Working data -
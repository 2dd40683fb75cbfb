
pub fn print_separator(eq_len: usize) {
    println!("\n{}\n", "=".repeat(eq_len));
}

pub fn print_centered_line(text: &str, fill: char, total_width: usize) {
    let text_len = text.len();

    if total_width <= text_len {
        println!("{}", text);
        return;
    }

    let padding = total_width - text_len;
    let left = padding / 2;
    let right = padding - left;

    println!(
        "{}{}{}",
        fill.to_string().repeat(left),
        text,
        fill.to_string().repeat(right)
    );
}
/// 跨平台设置 CPU 亲和性模块

/// 为当前线程设置 CPU 核心绑定
/// 参数 core_id: 核心索引（从 0 开始）
/// 返回值: 成功返回 true，失败返回 false
pub fn set_core(core_id: usize) -> bool {
    #[cfg(target_os = "linux")]
    {
        unsafe {
            let mut set: libc::cpu_set_t = std::mem::zeroed();
            libc::CPU_SET(core_id, &mut set);
            let tid = libc::pthread_self();
            libc::pthread_setaffinity_np(tid, std::mem::size_of::<libc::cpu_set_t>(), &set) == 0
        }
    }

    #[cfg(target_os = "windows")]
    {
        use windows_sys::Win32::System::Threading::{GetCurrentThread, SetThreadAffinityMask};
        unsafe {
            // 注意：1 << core_id 仅适用于前 64 个核心
            let mask = 1 << core_id;
            let handle = GetCurrentThread();
            SetThreadAffinityMask(handle, mask) != 0
        }
    }

    #[cfg(target_os = "macos")]
    {
        use std::mem;
        #[repr(C)]
        struct ThreadAffinityPolicy { affinity_tag: i32 }
        const THREAD_AFFINITY_POLICY: i32 = 4;
        
        unsafe {
            let port = libc::mach_thread_self();
            let mut policy = ThreadAffinityPolicy { affinity_tag: core_id as i32 };
            let result = libc::thread_policy_set(
                port,
                THREAD_AFFINITY_POLICY as u32,
                &mut policy as *mut _ as *mut i32,
                (mem::size_of::<ThreadAffinityPolicy>() / mem::size_of::<i32>()) as u32,
            );
            result == 0
        }
    }

    #[cfg(not(any(target_os = "linux", target_os = "windows", target_os = "macos")))]
    {
        let _ = core_id;
        false
    }
}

Your goal - Scan the material for lines with the word "fill", and copy each line you find.

Exercise result -
pub fn print_centered_line(text: &str, fill: char, total_width: usize) {
        fill.to_string().repeat(left),
        fill.to_string().repeat(right)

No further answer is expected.